Pour faire court à propos des nombreux enjeux (et reprendre quelque part la cartographie québécoise effectuée par Ouishare), les secteurs où l’on pourrait insister sont précisément ceux de l’échange, de la logistique et du développement technologique. Les grands développements étant issus présentement des États-Unis, on doit faire face à l’isolement linguistique et culturel. Notre autonomie est alors en bonne partie liée à notre capacité de produire/partager nos plateformes mobiles et éviter de se montrer vulnérable aux innovations monopolistes.
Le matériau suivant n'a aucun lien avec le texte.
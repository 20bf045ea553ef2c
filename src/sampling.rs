use crate::discrete_system::Time;
use rand::{Rng, SeedableRng};
use rand_chacha::ChaCha8Rng;
use rand_distr::{Distribution as _, Exp1, Gamma, StandardNormal};
use serde::{Deserialize, Serialize};

/// A random variate the station draws durations and amounts from.
///
/// Continuous variates are truncated to whole units; negative draws
/// saturate at zero. Parameters are expected to have passed `validate`.
#[derive(Debug, Clone, PartialEq, Serialize, Deserialize)]
#[serde(tag = "type", content = "data")]
pub enum Distribution {
    /// The event never happens. Only meaningful for pump failures.
    Never,
    Fixed(Time),
    /// Inclusive on both ends.
    Uniform { min: Time, max: Time },
    Exponential { mean: f64 },
    Normal { mean: f64, std_dev: f64 },
    Gamma { shape: f64, scale: f64 },
}

impl Distribution {
    pub fn validate(&self) -> Result<(), String> {
        match *self {
            Distribution::Never | Distribution::Fixed(_) => Ok(()),
            Distribution::Uniform { min, max } if min > max => {
                Err(format!("uniform range {}..={} is empty", min, max))
            }
            Distribution::Uniform { .. } => Ok(()),
            Distribution::Exponential { mean } if !(mean.is_finite() && mean > 0.0) => {
                Err(format!("exponential mean {} has to be positive", mean))
            }
            Distribution::Exponential { .. } => Ok(()),
            Distribution::Normal { mean, std_dev } if !(mean.is_finite() && std_dev.is_finite() && std_dev >= 0.0) => {
                Err(format!("normal({}, {}) is not a valid distribution", mean, std_dev))
            }
            Distribution::Normal { .. } => Ok(()),
            Distribution::Gamma { shape, scale } if !(shape > 0.0 && scale > 0.0 && shape.is_finite() && scale.is_finite()) => {
                Err(format!("gamma({}, {}) needs a positive shape and scale", shape, scale))
            }
            Distribution::Gamma { .. } => Ok(()),
        }
    }

    /// Every sample truncates to zero, so a loop waiting on it never lets
    /// the clock move.
    pub fn always_zero(&self) -> bool {
        match *self {
            Distribution::Fixed(value) => value == 0,
            Distribution::Uniform { max, .. } => max == 0,
            Distribution::Normal { mean, std_dev } => std_dev == 0.0 && mean < 1.0,
            Distribution::Never | Distribution::Exponential { .. } | Distribution::Gamma { .. } => false,
        }
    }
}

/// Seeded source of every random decision in a run.
pub struct Sampler {
    rng: ChaCha8Rng,
}

impl Sampler {
    pub fn new(seed: u64) -> Sampler {
        Sampler {
            rng: ChaCha8Rng::seed_from_u64(seed),
        }
    }

    /// `None` only for `Distribution::Never`.
    pub fn sample(&mut self, distribution: &Distribution) -> Option<Time> {
        let value: f64 = match *distribution {
            Distribution::Never => return None,
            Distribution::Fixed(value) => return Some(value),
            Distribution::Uniform { min, max } => return Some(self.rng.gen_range(min..=max)),
            Distribution::Exponential { mean } => {
                let unit: f64 = Exp1.sample(&mut self.rng);
                mean * unit
            }
            Distribution::Normal { mean, std_dev } => {
                let unit: f64 = StandardNormal.sample(&mut self.rng);
                mean + std_dev * unit
            }
            Distribution::Gamma { shape, scale } => match Gamma::new(shape, scale) {
                Ok(gamma) => gamma.sample(&mut self.rng),
                // rejected by `validate`
                Err(_) => 0.0,
            },
        };

        // float to int casts saturate, negatives become zero
        Some(value as Time)
    }

    /// A duration that is always finite; `Never` reads as zero.
    pub fn duration(&mut self, distribution: &Distribution) -> Time {
        self.sample(distribution).unwrap_or(0)
    }

    pub fn chance(&mut self, probability: f64) -> bool {
        self.rng.gen_bool(probability)
    }
}
use crate::config::SimulationSettings;
use crate::discrete_system::Time;
use crate::discrete_system::address::Address;
use crate::station::monitor::{Sample, SampleSink, UsageMonitor};
use crate::station::resource::{Acquisition, Grant, Policy, Priority, Resource, Token};
use serde::{Deserialize, Serialize};
use std::collections::BTreeMap;
use std::fmt;

#[derive(Debug, Clone, Copy, PartialEq, Eq, PartialOrd, Ord, Serialize, Deserialize)]
pub enum ResourceKind {
    FuelPumpParking,
    FuelPumps,
    Cashiers,
}

impl fmt::Display for ResourceKind {
    fn fmt(&self, f: &mut fmt::Formatter) -> fmt::Result {
        let name = match self {
            ResourceKind::FuelPumpParking => "fuel_pump_parking",
            ResourceKind::FuelPumps => "fuel_pumps",
            ResourceKind::Cashiers => "cashiers",
        };

        f.write_str(name)
    }
}

/// A resource whose every acquire and release is sampled.
#[derive(Debug)]
pub struct MonitoredResource {
    resource: Resource,
    monitor: UsageMonitor,
}

impl MonitoredResource {
    pub fn new(kind: ResourceKind, capacity: u32, policy: Policy) -> MonitoredResource {
        let name = kind.to_string();

        MonitoredResource {
            resource: Resource::new(&name, capacity as usize, policy),
            monitor: UsageMonitor::new(&name),
        }
    }

    pub fn count(&self) -> usize {
        self.resource.count()
    }

    pub fn capacity(&self) -> usize {
        self.resource.capacity()
    }

    /// Requests still queued.
    pub fn waiting(&self) -> usize {
        self.resource.queue_len()
    }

    fn acquire(&mut self, now: Time, owner: Address, priority: Priority, sink: &mut dyn SampleSink) -> Acquisition {
        let acquisition = self.resource.acquire(owner, priority);

        self.monitor.record(now, self.resource.count(), sink);

        acquisition
    }

    fn release(&mut self, now: Time, token: Token, sink: &mut dyn SampleSink) -> Option<Grant> {
        let grant = self.resource.release(token);

        self.monitor.record(now, self.resource.count(), sink);

        grant
    }
}

/// Cars allowed on the station premises at once, including the ones at a
/// pump.
#[derive(Debug)]
pub struct ParkingCapacity {
    level: u32,
    capacity: u32,
    monitor: UsageMonitor,
}

impl ParkingCapacity {
    pub fn new(capacity: u32) -> ParkingCapacity {
        ParkingCapacity {
            level: capacity,
            capacity,
            monitor: UsageMonitor::new("parking_places"),
        }
    }

    /// Places still free.
    pub fn level(&self) -> u32 {
        self.level
    }

    pub fn capacity(&self) -> u32 {
        self.capacity
    }

    fn take(&mut self, now: Time, sink: &mut dyn SampleSink) -> bool {
        if self.level == 0 {
            return false;
        }

        self.level -= 1;
        self.monitor.record(now, (self.capacity - self.level) as usize, sink);

        true
    }

    fn put(&mut self, now: Time, sink: &mut dyn SampleSink) {
        assert!(
            self.level < self.capacity,
            "parking place returned while all {} places are free",
            self.capacity
        );

        self.level += 1;
        self.monitor.record(now, (self.capacity - self.level) as usize, sink);
    }
}

/// Every contended thing at the station plus the sink their monitors flush
/// into.
pub struct ResourcePool {
    pub fuel_pump_parking: MonitoredResource,
    pub fuel_pumps: MonitoredResource,
    pub cashiers: MonitoredResource,
    pub parking_places: ParkingCapacity,
    sink: Box<dyn SampleSink>,
}

impl ResourcePool {
    pub fn new(settings: &SimulationSettings, sink: Box<dyn SampleSink>) -> ResourcePool {
        ResourcePool {
            fuel_pump_parking: MonitoredResource::new(ResourceKind::FuelPumpParking, settings.pumps_quantity, Policy::Fifo),
            fuel_pumps: MonitoredResource::new(ResourceKind::FuelPumps, settings.pumps_quantity, Policy::Preemptive),
            cashiers: MonitoredResource::new(ResourceKind::Cashiers, settings.cashiers_quantity, Policy::Priority),
            parking_places: ParkingCapacity::new(settings.parking_capacity()),
            sink,
        }
    }

    pub fn resource(&self, kind: ResourceKind) -> &MonitoredResource {
        match kind {
            ResourceKind::FuelPumpParking => &self.fuel_pump_parking,
            ResourceKind::FuelPumps => &self.fuel_pumps,
            ResourceKind::Cashiers => &self.cashiers,
        }
    }

    fn split(&mut self, kind: ResourceKind) -> (&mut MonitoredResource, &mut dyn SampleSink) {
        let resource = match kind {
            ResourceKind::FuelPumpParking => &mut self.fuel_pump_parking,
            ResourceKind::FuelPumps => &mut self.fuel_pumps,
            ResourceKind::Cashiers => &mut self.cashiers,
        };

        (resource, &mut *self.sink)
    }

    pub fn acquire(&mut self, kind: ResourceKind, now: Time, owner: Address, priority: Priority) -> Acquisition {
        let (resource, sink) = self.split(kind);

        resource.acquire(now, owner, priority, sink)
    }

    pub fn release(&mut self, kind: ResourceKind, now: Time, token: Token) -> Option<Grant> {
        let (resource, sink) = self.split(kind);

        resource.release(now, token, sink)
    }

    /// Admits one car if there is room.
    pub fn take_parking_place(&mut self, now: Time) -> bool {
        self.parking_places.take(now, &mut *self.sink)
    }

    pub fn return_parking_place(&mut self, now: Time) {
        self.parking_places.put(now, &mut *self.sink)
    }

    fn monitors(&self) -> [&UsageMonitor; 4] {
        [
            &self.fuel_pump_parking.monitor,
            &self.fuel_pumps.monitor,
            &self.cashiers.monitor,
            &self.parking_places.monitor,
        ]
    }

    /// Every sample recorded so far, keyed by resource name.
    pub fn monitored(&self) -> BTreeMap<String, Vec<Sample>> {
        self.monitors()
            .iter()
            .map(|monitor| (monitor.name().to_string(), monitor.samples().to_vec()))
            .collect()
    }

    /// Writes out the samples recorded since the last hour boundary.
    pub fn flush(&mut self) {
        let sink = &mut *self.sink;

        for monitor in [
            &mut self.fuel_pump_parking.monitor,
            &mut self.fuel_pumps.monitor,
            &mut self.cashiers.monitor,
            &mut self.parking_places.monitor,
        ]
        .iter_mut()
        {
            monitor.flush(sink);
        }
    }
}

#[cfg(test)]
mod tests {
    use super::*;
    use crate::station::monitor::MemorySink;

    fn pool(pumps: u32, cashiers: u32) -> ResourcePool {
        let settings = SimulationSettings {
            pumps_quantity: pumps,
            cashiers_quantity: cashiers,
            ..SimulationSettings::default()
        };

        ResourcePool::new(&settings, Box::new(MemorySink::new()))
    }

    #[test]
    fn every_operation_leaves_a_sample() {
        let mut pool = pool(2, 1);

        let first = pool.acquire(ResourceKind::FuelPumps, 3, 1, Priority::NORMAL).token();
        pool.acquire(ResourceKind::FuelPumps, 4, 2, Priority::NORMAL);
        pool.release(ResourceKind::FuelPumps, 9, first);

        assert_eq!(
            pool.fuel_pumps.monitor.samples(),
            &[
                Sample { time: 3, occupancy: 1 },
                Sample { time: 4, occupancy: 2 },
                Sample { time: 9, occupancy: 1 },
            ]
        );
        assert!(pool.cashiers.monitor.samples().is_empty());
    }

    #[test]
    fn waking_a_waiter_keeps_occupancy() {
        let mut pool = pool(1, 1);

        let first = pool.acquire(ResourceKind::Cashiers, 0, 1, Priority::NORMAL).token();
        let second = pool.acquire(ResourceKind::Cashiers, 1, 2, Priority::NORMAL).token();

        assert_eq!(pool.release(ResourceKind::Cashiers, 2, first), Some(Grant { token: second, owner: 2 }));
        assert_eq!(pool.cashiers.monitor.samples().last(), Some(&Sample { time: 2, occupancy: 1 }));
    }

    #[test]
    fn parking_admits_up_to_capacity() {
        let mut pool = pool(1, 1);

        for _ in 0..4 {
            assert!(pool.take_parking_place(0));
        }

        assert!(!pool.take_parking_place(1));
        assert_eq!(pool.parking_places.level(), 0);

        pool.return_parking_place(2);

        assert_eq!(pool.parking_places.level(), 1);
        assert!(pool.take_parking_place(3));
        assert_eq!(pool.parking_places.monitor.samples().last(), Some(&Sample { time: 3, occupancy: 4 }));
    }

    #[test]
    fn waiters_are_counted_until_granted() {
        let mut pool = pool(1, 1);

        let first = pool.acquire(ResourceKind::FuelPumpParking, 0, 1, Priority::NORMAL).token();
        pool.acquire(ResourceKind::FuelPumpParking, 1, 2, Priority::NORMAL);

        assert_eq!(pool.fuel_pump_parking.waiting(), 1);

        pool.release(ResourceKind::FuelPumpParking, 2, first);

        assert_eq!(pool.fuel_pump_parking.waiting(), 0);
    }

    #[test]
    fn flush_hands_the_whole_log_to_the_sink() {
        let sink = MemorySink::new();
        let settings = SimulationSettings {
            pumps_quantity: 1,
            ..SimulationSettings::default()
        };
        let mut pool = ResourcePool::new(&settings, Box::new(sink.clone()));

        pool.acquire(ResourceKind::Cashiers, 5, 1, Priority::NORMAL);
        assert!(pool.take_parking_place(6));

        assert_eq!(sink.snapshot("cashiers"), None);

        pool.flush();

        let monitored = pool.monitored();

        assert_eq!(sink.snapshot("cashiers").as_ref(), monitored.get("cashiers"));
        assert_eq!(sink.snapshot("parking_places").as_ref(), monitored.get("parking_places"));
        assert_eq!(sink.snapshot("fuel_pumps"), Some(Vec::new()));
    }

    #[test]
    #[should_panic(expected = "all 4 places are free")]
    fn parking_cannot_overflow() {
        let mut pool = pool(1, 1);

        pool.return_parking_place(0);
    }

    #[test]
    fn monitored_lists_every_resource() {
        let pool = pool(1, 1);

        let names: Vec<_> = pool.monitored().keys().cloned().collect();

        assert_eq!(names, vec!["cashiers", "fuel_pump_parking", "fuel_pumps", "parking_places"]);
    }
}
Pour arriver à ce but, il faudra parcourir ces enjeux tels qu’ils se donnent.
À l’heure actuelle, il faut valoriser la réflexion stratégique dans le développement de nos communautés de quartier et s’engager auprès des groupes moteurs locaux au renouvellement commun des organismes touchés. Ceci se fait évidemment en demeurant fidèle à l’esprit vivant du partage que nous avons approfondi jusqu’à maintenant. En misant sur la consolidation de l’expertise locale et du mouvement entrepris, les sentiers pour s’organiser conjointement pourront se dégager alors que les acteurs se reconnaîtront face aux enjeux généraux. C’est de la sorte qu’il me semble que l’on puisse préserver la position et la jurisprudence locales dans les prochains développements technologiques. Il n’y a que la collectivité pour triompher en chacune de ses particularités, par l’investissement concret et réel de tous, face à l’immense finance globale désœuvrée.